[[ Extracted data open ]]

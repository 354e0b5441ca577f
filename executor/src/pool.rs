use std::sync::{OnceLock, RwLock};

use once_cell::sync::Lazy;
use tokio::runtime::{Builder, Handle, Runtime};
use tracing::debug;

/// Offload for parallel scans: chunk jobs run as blocking tasks on a
/// shared tokio runtime. Inside the server that is the server's own
/// runtime; embedded and test callers get a small owned runtime built on
/// first use. Chunk ordering and back-pressure come from the bounded
/// channel the scan collects on, not from the task pool.

static WORKERS: OnceLock<usize> = OnceLock::new();
static ATTACHED: Lazy<RwLock<Option<Handle>>> = Lazy::new(|| RwLock::new(None));
static OWNED: Lazy<RwLock<Option<Runtime>>> = Lazy::new(|| RwLock::new(None));

/// Cap for the owned fallback runtime's blocking threads; later calls are
/// ignored.
pub fn init(workers: usize) {
    let _ = WORKERS.set(workers.max(1));
}

pub fn workers() -> usize {
    *WORKERS.get_or_init(|| 4)
}

/// Share an already-running runtime (the server's) so scan tasks land on
/// its blocking pool instead of a second one.
pub fn attach_runtime(handle: Handle) {
    *ATTACHED.write().unwrap() = Some(handle);
}

fn handle() -> Handle {
    if let Some(handle) = ATTACHED.read().unwrap().clone() {
        return handle;
    }
    {
        let owned = OWNED.read().unwrap();
        if let Some(runtime) = owned.as_ref() {
            return runtime.handle().clone();
        }
    }
    let mut owned = OWNED.write().unwrap();
    if owned.is_none() {
        debug!("starting scan runtime with {} blocking threads", workers());
        let runtime = Builder::new_multi_thread()
            .worker_threads(1)
            .max_blocking_threads(workers())
            .thread_name("scan-worker")
            .build()
            .expect("build scan runtime");
        *owned = Some(runtime);
    }
    owned.as_ref().unwrap().handle().clone()
}

/// Run one scan chunk on the blocking pool. The job reports its result
/// through whatever channel the caller collects on.
pub fn spawn_blocking(job: impl FnOnce() + Send + 'static) {
    let _ = handle().spawn_blocking(job);
}

/// Detach from the shared runtime and wind down the owned one, letting
/// queued chunks finish in the background.
pub fn shutdown() {
    *ATTACHED.write().unwrap() = None;
    if let Some(runtime) = OWNED.write().unwrap().take() {
        runtime.shutdown_background();
    }
}

#[cfg(test)]
mod test {
    use std::sync::atomic::{AtomicUsize, Ordering};
    use std::sync::Arc;

    use super::*;

    #[test]
    fn runs_submitted_jobs() {
        let counter = Arc::new(AtomicUsize::new(0));
        let (done_tx, done_rx) = std::sync::mpsc::channel();
        for _ in 0..16 {
            let counter = counter.clone();
            let done = done_tx.clone();
            spawn_blocking(move || {
                counter.fetch_add(1, Ordering::SeqCst);
                let _ = done.send(());
            });
        }
        for _ in 0..16 {
            done_rx
                .recv_timeout(std::time::Duration::from_secs(5))
                .unwrap();
        }
        assert_eq!(counter.load(Ordering::SeqCst), 16);
    }

    #[test]
    fn attached_runtime_takes_priority() {
        let runtime = Builder::new_multi_thread()
            .worker_threads(1)
            .build()
            .unwrap();
        attach_runtime(runtime.handle().clone());
        let (done_tx, done_rx) = std::sync::mpsc::channel();
        spawn_blocking(move || {
            let _ = done_tx.send(std::thread::current().name().map(String::from));
        });
        let _name = done_rx
            .recv_timeout(std::time::Duration::from_secs(5))
            .unwrap();
        shutdown();
        runtime.shutdown_background();
    }
}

[[ Extracted data closed ]]

_Task description_
The lines above from the one with "use tracing::debug;" through the one with "static ATTACHED: Lazy<RwLock<Option<Handle>>>" are to be duplicated exactly, ends included, with nothing added.

_Solution to the problem_
use tracing::debug;

/// Offload for parallel scans: chunk jobs run as blocking tasks on a
/// shared tokio runtime. Inside the server that is the server's own
/// runtime; embedded and test callers get a small owned runtime built on
/// first use. Chunk ordering and back-pressure come from the bounded
/// channel the scan collects on, not from the task pool.

static WORKERS: OnceLock<usize> = OnceLock::new();
static ATTACHED: Lazy<RwLock<Option<Handle>>> = Lazy::new(|| RwLock::new(None));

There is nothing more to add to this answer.